I am not sure if I phrased correctly but how general is the aforementioned equation. What exactly are the terms $E$ and $\omega$?
or, if we're using it contrastive to "contravariant", it means "transforms in a non-trivial representation of the group that doesn't invert the transformation"
@Yashas It's just energy and frequency of a photon. Don't make the mistake thinking this is somehow a general law of quantum mechanics.
@ACuriousMind Somebody showed me a "derivation" (which looked very hacky) of Schrodinger equation which assumes that's true for all particles. He did arrive at the correct differential equation at the end but it puzzled me that this seemly wrong generalization somehow leads to Schrodinger's equation.

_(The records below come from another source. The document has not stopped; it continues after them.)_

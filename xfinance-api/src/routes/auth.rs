/// Authentication endpoints
///
/// # Endpoints
///
/// - `POST /api/auth/login` - Login with username and password
/// - `POST /api/auth/refresh` - Exchange a refresh token for an access token
/// - `GET /api/auth/me` - Current user with roles, permissions and actions
/// - `PUT /api/auth/password` - Change own password

use crate::{
    app::AppState,
    error::{ApiError, ApiResult, ValidationErrorDetail},
};
use axum::{extract::State, Extension, Json};
use serde::{Deserialize, Serialize};
use serde_json::json;
use uuid::Uuid;
use validator::Validate;
use xfinance_shared::{
    auth::{
        jwt::{self, Claims, TokenType},
        middleware::AuthContext,
        password::{self, PasswordError},
    },
    models::{
        action::Action,
        log::{AuditLog, NewLog},
        permission::Permission,
        role::Role,
        user::User,
    },
};

/// Login request
#[derive(Debug, Deserialize, Validate)]
pub struct LoginRequest {
    #[validate(length(min = 1, max = 64, message = "Username is required"))]
    pub username: String,

    #[validate(length(min = 1, message = "Password is required"))]
    pub password: String,
}

/// Login response
///
/// Carries everything the add-in needs to decide which ribbon buttons
/// to enable.
#[derive(Debug, Serialize)]
pub struct LoginResponse {
    pub access_token: String,
    pub refresh_token: String,
    pub token_type: &'static str,

    /// Access token lifetime in seconds
    pub expires_in: i64,

    pub user: User,
    pub actions: Vec<i32>,
    pub permissions: Vec<String>,
}

#[derive(Debug, Deserialize)]
pub struct RefreshRequest {
    pub refresh_token: String,
}

#[derive(Debug, Serialize)]
pub struct RefreshResponse {
    pub access_token: String,
}

#[derive(Debug, Serialize)]
pub struct MeResponse {
    pub user: User,
    pub roles: Vec<Role>,
    pub permissions: Vec<String>,
    pub actions: Vec<i32>,
}

#[derive(Debug, Deserialize, Validate)]
pub struct ChangePasswordRequest {
    #[validate(length(min = 1, message = "Current password is required"))]
    pub current_password: String,

    pub new_password: String,
}

const INVALID_CREDENTIALS: &str = "Invalid username or password";

/// Login
///
/// # Endpoint
///
/// ```text
/// POST /api/auth/login
/// Content-Type: application/json
///
/// {
///   "username": "saraa",
///   "password": "secret123"
/// }
/// ```
///
/// # Errors
///
/// - `401 Unauthorized`: Unknown user, wrong password or deactivated user.
///   The message is the same in every case.
/// - `422 Unprocessable Entity`: Empty username or password
pub async fn login(
    State(state): State<AppState>,
    Json(req): Json<LoginRequest>,
) -> ApiResult<Json<LoginResponse>> {
    req.validate()?;

    let username = req.username.trim();

    let user = match User::find_by_username(&state.db, username).await? {
        Some(user) if user.is_active => user,
        found => {
            let reason = if found.is_some() { "inactive" } else { "unknown_user" };
            reject_login(&state, username, reason).await;
            return Err(ApiError::Unauthorized(INVALID_CREDENTIALS.to_string()));
        }
    };

    let verified = match password::verify_password(&req.password, &user.password_hash) {
        Ok(ok) => ok,
        // Rows imported without a PHC hash can never log in
        Err(PasswordError::InvalidHash(_)) => false,
        Err(e) => return Err(e.into()),
    };

    if !verified {
        reject_login(&state, username, "wrong_password").await;
        return Err(ApiError::Unauthorized(INVALID_CREDENTIALS.to_string()));
    }

    User::update_last_login(&state.db, user.id).await?;

    let access_claims = Claims::new(user.id, user.username.clone(), TokenType::Access);
    let expires_in = access_claims.expires_in_seconds().unwrap_or(0);
    let access_token = jwt::create_token(&access_claims, state.jwt_secret())?;

    let refresh_claims = Claims::new(user.id, user.username.clone(), TokenType::Refresh);
    let refresh_token = jwt::create_token(&refresh_claims, state.jwt_secret())?;

    let actions = Action::codes_for_user(&state.db, user.id).await?;
    let permissions = Permission::names_for_user(&state.db, user.id).await?;

    tracing::info!(user_id = %user.id, username = %user.username, "User logged in");
    AuditLog::record_quietly(
        &state.db,
        NewLog::info("auth.login", format!("{} logged in", user.username)).by(user.id),
    )
    .await;

    Ok(Json(LoginResponse {
        access_token,
        refresh_token,
        token_type: "Bearer",
        expires_in,
        user,
        actions,
        permissions,
    }))
}

async fn reject_login(state: &AppState, username: &str, reason: &str) {
    tracing::warn!(username, reason, "Login rejected");
    AuditLog::record_quietly(
        &state.db,
        NewLog::warn("auth.login_failed", format!("Failed login for {}", username))
            .with_metadata(json!({ "username": username, "reason": reason })),
    )
    .await;
}

/// Refresh an access token
///
/// ```text
/// POST /api/auth/refresh
///
/// { "refresh_token": "eyJ..." }
/// ```
///
/// # Errors
///
/// - `401 Unauthorized`: Invalid refresh token, or the user was deactivated
///   or deleted after logging in
pub async fn refresh(
    State(state): State<AppState>,
    Json(req): Json<RefreshRequest>,
) -> ApiResult<Json<RefreshResponse>> {
    let claims = jwt::validate_refresh_token(&req.refresh_token, state.jwt_secret())?;
    let user = active_user(&state, claims.sub).await?;

    let access_claims = Claims::new(user.id, user.username, TokenType::Access);
    let access_token = jwt::create_token(&access_claims, state.jwt_secret())?;

    Ok(Json(RefreshResponse { access_token }))
}

/// Loads the caller, 401 unless the account still exists and is active
async fn active_user(state: &AppState, user_id: Uuid) -> ApiResult<User> {
    match User::find_by_id(&state.db, user_id).await? {
        Some(user) if user.is_active => Ok(user),
        Some(_) => Err(ApiError::Unauthorized("Account is deactivated".to_string())),
        None => Err(ApiError::Unauthorized("Account no longer exists".to_string())),
    }
}

/// Current user
pub async fn me(
    State(state): State<AppState>,
    Extension(auth): Extension<AuthContext>,
) -> ApiResult<Json<MeResponse>> {
    let user = active_user(&state, auth.user_id).await?;

    let roles = Role::list_for_user(&state.db, user.id).await?;
    let permissions = Permission::names_for_user(&state.db, user.id).await?;
    let actions = Action::codes_for_user(&state.db, user.id).await?;

    Ok(Json(MeResponse {
        user,
        roles,
        permissions,
        actions,
    }))
}

/// Change own password
///
/// # Errors
///
/// - `401 Unauthorized`: Current password is wrong
/// - `422 Unprocessable Entity`: New password is too weak
pub async fn change_password(
    State(state): State<AppState>,
    Extension(auth): Extension<AuthContext>,
    Json(req): Json<ChangePasswordRequest>,
) -> ApiResult<Json<serde_json::Value>> {
    req.validate()?;

    password::validate_password_strength(&req.new_password).map_err(|e| {
        ApiError::ValidationError(vec![ValidationErrorDetail::new("new_password", e.to_string())])
    })?;

    let user = User::find_by_id(&state.db, auth.user_id)
        .await?
        .ok_or_else(|| ApiError::not_found("User"))?;

    if !password::verify_password(&req.current_password, &user.password_hash)? {
        return Err(ApiError::Unauthorized("Current password is incorrect".to_string()));
    }

    let hash = password::hash_password(&req.new_password)?;
    User::set_password(&state.db, user.id, &hash).await?;

    AuditLog::record_quietly(
        &state.db,
        NewLog::info("auth.password_changed", "Password changed").by(user.id),
    )
    .await;

    Ok(Json(json!({ "updated": true })))
}
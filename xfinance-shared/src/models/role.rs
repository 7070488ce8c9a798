/// Roles and their links to permissions and action codes
///
/// A user holds any number of roles. The role named `admin` is seeded by the
/// migrations and passes every authorization check.
///
/// # Example
///
/// ```no_run
/// use xfinance_shared::models::role::{CreateRole, Role};
/// use sqlx::PgPool;
///
/// # async fn example(pool: PgPool) -> Result<(), sqlx::Error> {
/// let role = Role::create(&pool, CreateRole {
///     name: "accountant".to_string(),
///     description: Some("Day-to-day bookkeeping".to_string()),
/// }).await?;
///
/// // Replace the role's action codes in one transaction
/// Role::set_actions(&pool, role.id, &[100, 200, 400]).await?;
/// # Ok(())
/// # }
/// ```

use chrono::{DateTime, Utc};
use serde::{Deserialize, Serialize};
use sqlx::PgPool;
use uuid::Uuid;

use crate::auth::authorization::ADMIN_ROLE;

#[derive(Debug, Clone, Serialize, Deserialize, sqlx::FromRow)]
pub struct Role {
    pub id: Uuid,
    pub name: String,
    pub description: Option<String>,
    pub created_at: DateTime<Utc>,
    pub updated_at: DateTime<Utc>,
}

#[derive(Debug, Clone, Serialize, Deserialize)]
pub struct CreateRole {
    pub name: String,
    pub description: Option<String>,
}

#[derive(Debug, Clone, Default, Serialize, Deserialize)]
pub struct UpdateRole {
    pub name: Option<String>,
    pub description: Option<String>,
}

impl Role {
    pub async fn create(pool: &PgPool, data: CreateRole) -> Result<Self, sqlx::Error> {
        sqlx::query_as::<_, Role>(
            r#"
            INSERT INTO roles (name, description)
            VALUES ($1, $2)
            RETURNING id, name, description, created_at, updated_at
            "#,
        )
        .bind(data.name.trim())
        .bind(data.description)
        .fetch_one(pool)
        .await
    }

    pub async fn find_by_id(pool: &PgPool, id: Uuid) -> Result<Option<Self>, sqlx::Error> {
        sqlx::query_as::<_, Role>(
            "SELECT id, name, description, created_at, updated_at FROM roles WHERE id = $1",
        )
        .bind(id)
        .fetch_optional(pool)
        .await
    }

    pub async fn find_by_name(pool: &PgPool, name: &str) -> Result<Option<Self>, sqlx::Error> {
        sqlx::query_as::<_, Role>(
            "SELECT id, name, description, created_at, updated_at FROM roles WHERE name = $1",
        )
        .bind(name)
        .fetch_optional(pool)
        .await
    }

    pub async fn list(pool: &PgPool) -> Result<Vec<Self>, sqlx::Error> {
        sqlx::query_as::<_, Role>(
            "SELECT id, name, description, created_at, updated_at FROM roles ORDER BY name",
        )
        .fetch_all(pool)
        .await
    }

    /// Roles held by a user
    pub async fn list_for_user(pool: &PgPool, user_id: Uuid) -> Result<Vec<Self>, sqlx::Error> {
        sqlx::query_as::<_, Role>(
            r#"
            SELECT r.id, r.name, r.description, r.created_at, r.updated_at
            FROM roles r
            JOIN user_roles ur ON ur.role_id = r.id
            WHERE ur.user_id = $1
            ORDER BY r.name
            "#,
        )
        .bind(user_id)
        .fetch_all(pool)
        .await
    }

    /// Whether the user holds the admin role
    pub async fn user_is_admin(pool: &PgPool, user_id: Uuid) -> Result<bool, sqlx::Error> {
        sqlx::query_scalar(
            r#"
            SELECT EXISTS (
                SELECT 1
                FROM user_roles ur
                JOIN roles r ON r.id = ur.role_id
                WHERE ur.user_id = $1 AND r.name = $2
            )
            "#,
        )
        .bind(user_id)
        .bind(ADMIN_ROLE)
        .fetch_one(pool)
        .await
    }

    pub async fn update(pool: &PgPool, id: Uuid, data: UpdateRole) -> Result<Option<Self>, sqlx::Error> {
        sqlx::query_as::<_, Role>(
            r#"
            UPDATE roles
            SET name = COALESCE($2, name),
                description = COALESCE($3, description),
                updated_at = NOW()
            WHERE id = $1
            RETURNING id, name, description, created_at, updated_at
            "#,
        )
        .bind(id)
        .bind(data.name.map(|n| n.trim().to_string()))
        .bind(data.description)
        .fetch_optional(pool)
        .await
    }

    pub async fn delete(pool: &PgPool, id: Uuid) -> Result<bool, sqlx::Error> {
        let result = sqlx::query("DELETE FROM roles WHERE id = $1")
            .bind(id)
            .execute(pool)
            .await?;

        Ok(result.rows_affected() > 0)
    }

    /// Replaces the role's permissions in one transaction
    pub async fn set_permissions(pool: &PgPool, role_id: Uuid, permission_ids: &[Uuid]) -> Result<(), sqlx::Error> {
        let mut tx = pool.begin().await?;

        sqlx::query("DELETE FROM role_permissions WHERE role_id = $1")
            .bind(role_id)
            .execute(&mut *tx)
            .await?;

        if !permission_ids.is_empty() {
            sqlx::query(
                r#"
                INSERT INTO role_permissions (role_id, permission_id)
                SELECT $1, permission_id FROM UNNEST($2::uuid[]) AS t(permission_id)
                ON CONFLICT DO NOTHING
                "#,
            )
            .bind(role_id)
            .bind(permission_ids)
            .execute(&mut *tx)
            .await?;
        }

        tx.commit().await?;
        tracing::debug!(%role_id, count = permission_ids.len(), "Role permissions replaced");
        Ok(())
    }

    /// Replaces the role's action codes in one transaction
    pub async fn set_actions(pool: &PgPool, role_id: Uuid, codes: &[i32]) -> Result<(), sqlx::Error> {
        let mut tx = pool.begin().await?;

        sqlx::query("DELETE FROM role_actions WHERE role_id = $1")
            .bind(role_id)
            .execute(&mut *tx)
            .await?;

        if !codes.is_empty() {
            sqlx::query(
                r#"
                INSERT INTO role_actions (role_id, action_code)
                SELECT $1, action_code FROM UNNEST($2::int4[]) AS t(action_code)
                ON CONFLICT DO NOTHING
                "#,
            )
            .bind(role_id)
            .bind(codes)
            .execute(&mut *tx)
            .await?;
        }

        tx.commit().await?;
        tracing::debug!(%role_id, count = codes.len(), "Role actions replaced");
        Ok(())
    }
}
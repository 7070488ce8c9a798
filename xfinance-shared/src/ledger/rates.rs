/// Exchange rates from the rate sheet
///
/// The rate sheet lists `[date, currency, rate]` rows where `rate` is the
/// number of MNT per unit of the currency. A lookup uses the latest rate
/// published on or before the transaction date.

use std::collections::HashMap;

use chrono::NaiveDate;
use serde_json::Value;

use super::journal::{cell_amount, cell_text};
use super::{serial_date, LedgerError, BASE_CURRENCY};

/// Rates per currency, each list sorted by date
#[derive(Debug, Clone, Default)]
pub struct RateTable {
    rates: HashMap<String, Vec<(NaiveDate, f64)>>,
}

impl RateTable {
    pub fn new() -> Self {
        Self::default()
    }

    /// Builds a table from raw sheet rows
    ///
    /// Rows with an unreadable date, a blank currency or a rate that is not a
    /// positive number are skipped (header rows included).
    pub fn from_rows(rows: &[Vec<Value>]) -> Self {
        let mut table = Self::new();

        for cells in rows {
            let [date, currency, rate, ..] = cells.as_slice() else {
                continue;
            };

            let Some(date) = serial_date::parse_cell_date(date) else {
                continue;
            };
            let currency = cell_text(currency).to_uppercase();
            if currency.is_empty() {
                continue;
            }
            match cell_amount(rate) {
                Some(rate) if rate > 0.0 => table.insert(&currency, date, rate),
                _ => continue,
            }
        }

        table
    }

    /// Adds a rate, replacing any rate already set for that day
    pub fn insert(&mut self, currency: &str, date: NaiveDate, rate: f64) {
        let series = self.rates.entry(currency.to_uppercase()).or_default();
        match series.binary_search_by_key(&date, |(d, _)| *d) {
            Ok(idx) => series[idx].1 = rate,
            Err(idx) => series.insert(idx, (date, rate)),
        }
    }

    /// Rate of `currency` in force on `date`
    ///
    /// # Errors
    ///
    /// `LedgerError::MissingRate` when nothing was published on or before
    /// `date`. The base currency always converts at 1.
    pub fn rate_on(&self, currency: &str, date: NaiveDate) -> Result<f64, LedgerError> {
        let currency = currency.trim().to_uppercase();
        if currency == BASE_CURRENCY {
            return Ok(1.0);
        }

        let missing = || LedgerError::MissingRate {
            currency: currency.clone(),
            date,
        };

        let series = self.rates.get(&currency).ok_or_else(missing)?;
        let idx = series.partition_point(|(d, _)| *d <= date);
        if idx == 0 {
            return Err(missing());
        }
        Ok(series[idx - 1].1)
    }

    /// Number of currencies in the table
    pub fn len(&self) -> usize {
        self.rates.len()
    }

    pub fn is_empty(&self) -> bool {
        self.rates.is_empty()
    }
}
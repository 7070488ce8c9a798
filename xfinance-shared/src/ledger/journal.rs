/// Journal sheet rows
///
/// A journal sheet is an append-only range of transactions. Each row names
/// the debited and the credited account, so one row moves `amount` from the
/// credit side to the debit side. Cell values arrive exactly as the
/// spreadsheet host reports them: numbers, strings, booleans or empty
/// strings, so every reader here is lenient about the cell type.

use chrono::NaiveDate;
use serde::{Deserialize, Serialize};
use serde_json::{json, Value};

use super::{serial_date, LedgerError, BASE_CURRENCY};

static EMPTY_CELL: Value = Value::Null;

/// Column positions of the journal fields inside a row
///
/// Defaults follow the sheet template: date, debit, credit, currency,
/// amount, description, customer, related account.
#[derive(Debug, Clone, Copy, PartialEq, Eq, Serialize, Deserialize)]
#[serde(default)]
pub struct ColumnLayout {
    pub date: usize,
    pub debit: usize,
    pub credit: usize,
    pub currency: usize,
    pub amount: usize,
    pub description: usize,
    pub customer: usize,
    pub related_account: usize,
}

impl Default for ColumnLayout {
    fn default() -> Self {
        Self {
            date: 0,
            debit: 1,
            credit: 2,
            currency: 3,
            amount: 4,
            description: 5,
            customer: 6,
            related_account: 7,
        }
    }
}

/// One parsed journal row
#[derive(Debug, Clone, PartialEq, Serialize)]
pub struct JournalRow {
    /// Zero-based position of the row inside the posted range
    pub row_index: usize,
    pub date: NaiveDate,
    pub debit_account: String,
    pub credit_account: String,
    pub currency: String,
    pub amount: f64,
    pub description: String,
    pub customer: String,
    pub related_account: String,
}

impl JournalRow {
    /// Parses a raw row
    ///
    /// Returns `None` for rows that are not transactions: header rows, blank
    /// rows, rows whose date or amount cannot be read, and rows with neither
    /// a debit nor a credit account.
    pub fn from_cells(row_index: usize, cells: &[Value], layout: &ColumnLayout) -> Option<Self> {
        let cell = |idx: usize| cells.get(idx).unwrap_or(&EMPTY_CELL);

        let date = serial_date::parse_cell_date(cell(layout.date))?;
        let amount = cell_amount(cell(layout.amount))?;
        let debit_account = cell_text(cell(layout.debit));
        let credit_account = cell_text(cell(layout.credit));

        if debit_account.is_empty() && credit_account.is_empty() {
            return None;
        }

        let currency = match cell_text(cell(layout.currency)) {
            c if c.is_empty() => BASE_CURRENCY.to_string(),
            c => c.to_uppercase(),
        };

        Some(Self {
            row_index,
            date,
            debit_account,
            credit_account,
            currency,
            amount,
            description: cell_text(cell(layout.description)),
            customer: cell_text(cell(layout.customer)),
            related_account: cell_text(cell(layout.related_account)),
        })
    }

    /// Whether the account appears on either side of the row
    pub fn touches(&self, code: &str) -> bool {
        self.debit_account == code || self.credit_account == code
    }

    /// Amount this row adds to the account's balance
    ///
    /// Debit adds, credit subtracts. A row posting the account against
    /// itself nets to zero.
    pub fn signed_amount_for(&self, code: &str) -> f64 {
        let (debit, credit) = self.sides_for(code);
        debit - credit
    }

    /// Debit and credit amounts this row posts to the account
    pub fn sides_for(&self, code: &str) -> (f64, f64) {
        let debit = if self.debit_account == code { self.amount } else { 0.0 };
        let credit = if self.credit_account == code { self.amount } else { 0.0 };
        (debit, credit)
    }

    /// The other side of the row relative to `code`
    pub fn counter_account(&self, code: &str) -> &str {
        if self.debit_account == code {
            &self.credit_account
        } else {
            &self.debit_account
        }
    }
}

/// Parsed journal range
#[derive(Debug, Clone, Default, PartialEq, Serialize)]
pub struct ParsedJournal {
    pub rows: Vec<JournalRow>,

    /// Rows that were not transactions (headers, blanks, unreadable)
    pub skipped_rows: usize,
}

/// Parses every row of a posted range
pub fn parse_rows(cells: &[Vec<Value>], layout: &ColumnLayout) -> ParsedJournal {
    let mut journal = ParsedJournal::default();

    for (idx, row) in cells.iter().enumerate() {
        match JournalRow::from_cells(idx, row, layout) {
            Some(parsed) => journal.rows.push(parsed),
            None => journal.skipped_rows += 1,
        }
    }

    journal
}

/// Renders a cell as trimmed text
///
/// Integral numbers lose their fractional part so an account code typed as
/// the number `1101` matches the string `"1101"`.
pub fn cell_text(cell: &Value) -> String {
    match cell {
        Value::String(s) => s.trim().to_string(),
        Value::Number(n) => match (n.as_i64(), n.as_f64()) {
            (Some(i), _) => i.to_string(),
            (None, Some(f)) if f.fract() == 0.0 && f.abs() < 1e15 => format!("{}", f as i64),
            _ => n.to_string(),
        },
        Value::Bool(b) => b.to_string(),
        _ => String::new(),
    }
}

/// Reads an amount out of a cell
///
/// Strings may carry thousands separators (`"1,250.50"`) or spaces.
pub fn cell_amount(cell: &Value) -> Option<f64> {
    let value = match cell {
        Value::Number(n) => n.as_f64()?,
        Value::String(s) => {
            let cleaned: String = s.chars().filter(|c| *c != ',' && !c.is_whitespace()).collect();
            if cleaned.is_empty() {
                return None;
            }
            cleaned.parse::<f64>().ok()?
        }
        _ => return None,
    };

    value.is_finite().then_some(value)
}

/// A transaction typed into the "record transaction" form
///
/// Validated, converted to the base currency with the rate sheet, and
/// rendered as the row to append to the journal sheet.
#[derive(Debug, Clone, Serialize, Deserialize)]
pub struct JournalEntry {
    pub date: NaiveDate,
    pub debit_account: String,
    pub credit_account: String,

    #[serde(default = "default_currency")]
    pub currency: String,

    pub amount: f64,

    #[serde(default)]
    pub description: String,

    pub customer: Option<String>,
    pub related_account: Option<String>,

    /// Cash-flow item code the transaction is tagged with
    pub cf_item: Option<String>,
}

fn default_currency() -> String {
    BASE_CURRENCY.to_string()
}

impl JournalEntry {
    /// Checks the entry can be posted
    pub fn validate(&self) -> Result<(), LedgerError> {
        let debit = self.debit_account.trim();
        let credit = self.credit_account.trim();

        if debit.is_empty() || credit.is_empty() {
            return Err(LedgerError::InvalidEntry(
                "Both debit and credit accounts are required".to_string(),
            ));
        }

        if debit == credit {
            return Err(LedgerError::InvalidEntry(
                "Debit and credit accounts must differ".to_string(),
            ));
        }

        if !self.amount.is_finite() || self.amount <= 0.0 {
            return Err(LedgerError::InvalidEntry(
                "Amount must be greater than zero".to_string(),
            ));
        }

        let currency = self.currency.trim();
        if currency.len() != 3 || !currency.chars().all(|c| c.is_ascii_alphabetic()) {
            return Err(LedgerError::InvalidEntry(format!(
                "Unknown currency code: {}",
                self.currency
            )));
        }

        Ok(())
    }

    /// Currency code in canonical form
    pub fn currency_code(&self) -> String {
        self.currency.trim().to_uppercase()
    }

    /// Row to append to the journal sheet
    ///
    /// The first eight cells follow [`ColumnLayout::default`], then the
    /// rate, the base-currency amount and the cash-flow item.
    pub fn to_cells(&self, rate: f64) -> Vec<Value> {
        vec![
            json!(serial_date::to_serial(self.date)),
            json!(self.debit_account.trim()),
            json!(self.credit_account.trim()),
            json!(self.currency_code()),
            json!(self.amount),
            json!(self.description),
            json!(self.customer.as_deref().unwrap_or("")),
            json!(self.related_account.as_deref().unwrap_or("")),
            json!(rate),
            json!(self.amount * rate),
            json!(self.cf_item.as_deref().unwrap_or("")),
        ]
    }
}
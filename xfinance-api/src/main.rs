//! # xFinance API Server
//!
//! ## Usage
//!
//! ```bash
//! DATABASE_URL=postgresql://localhost/xfinance JWT_SECRET=... cargo run -p xfinance-api
//! ```
//!
//! Set `LOG_FORMAT=json` for JSON log lines.

use tracing_subscriber::{layer::SubscriberExt, util::SubscriberInitExt};
use xfinance_api::{
    app::{build_router, AppState},
    bootstrap::{ensure_admin, BootstrapOutcome},
    config::Config,
};
use xfinance_shared::db::{
    migrations::run_migrations,
    pool::{close_pool, create_pool, DatabaseConfig},
};

#[tokio::main]
async fn main() -> anyhow::Result<()> {
    init_tracing();

    tracing::info!("xFinance API Server v{} starting...", env!("CARGO_PKG_VERSION"));

    let config = Config::from_env()?;

    let pool = create_pool(DatabaseConfig {
        url: config.database.url.clone(),
        max_connections: config.database.max_connections,
        ..Default::default()
    })
    .await?;

    run_migrations(&pool).await?;

    match ensure_admin(&pool, config.admin.as_ref()).await? {
        BootstrapOutcome::Created { username } => tracing::info!(%username, "Created admin user"),
        BootstrapOutcome::Skipped => tracing::debug!("Users exist, admin bootstrap skipped"),
        BootstrapOutcome::NotConfigured => tracing::debug!("No admin configured"),
    }

    let address = config.bind_address();
    let app = build_router(AppState::new(pool.clone(), config));

    let listener = tokio::net::TcpListener::bind(&address).await?;
    tracing::info!("Server listening on http://{}", address);

    axum::serve(listener, app)
        .with_graceful_shutdown(shutdown_signal())
        .await?;

    close_pool(pool).await;
    tracing::info!("Server stopped");

    Ok(())
}

fn init_tracing() {
    let filter = tracing_subscriber::EnvFilter::try_from_default_env()
        .unwrap_or_else(|_| "xfinance_api=debug,xfinance_shared=info,tower_http=debug".into());

    let json = std::env::var("LOG_FORMAT").map(|f| f == "json").unwrap_or(false);

    if json {
        tracing_subscriber::registry()
            .with(filter)
            .with(tracing_subscriber::fmt::layer().json())
            .init();
    } else {
        tracing_subscriber::registry()
            .with(filter)
            .with(tracing_subscriber::fmt::layer())
            .init();
    }
}

async fn shutdown_signal() {
    if let Err(e) = tokio::signal::ctrl_c().await {
        tracing::error!(error = %e, "Failed to listen for shutdown signal");
    }
    tracing::info!("Shutdown signal received, draining connections...");
}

The proof starts with the assumption that the waefunction is a plane wave (a photon essentially?) and then takes few derivatives and plugs in $E=\bar{h}\omega$ and de Broglie hypothesis and ends up with a differential equation which is identical to TISE.
$E = \frac{p^2}{2m} + V$
@Yashas Well, I am not sure what you mean by a "derivation" of the Schrodinger equation. Although I hate the nomenclature, there is the 'time independent' Schrodinger equation which is just a glorified eigenvalue-eigenvector equation and there is no way of deriving it. And then there is the 'time-dependent' equation, which can be given a derivation of some sort (like the one in Sakurai, for example)

Anyway, the "derivation" that you are talking about definitely seems hacky
14:04
@Yashas Ah, yes, it's true for plane wave solutions of the Schrödinger equation, but that you can derive an equation by starting from its solution is not exactly a great insight :P
It just feels like some big coincidence. Because the person assumed plane wave (which is only valid for a free particle) and then used photon related equations and they somehow lead to TISE.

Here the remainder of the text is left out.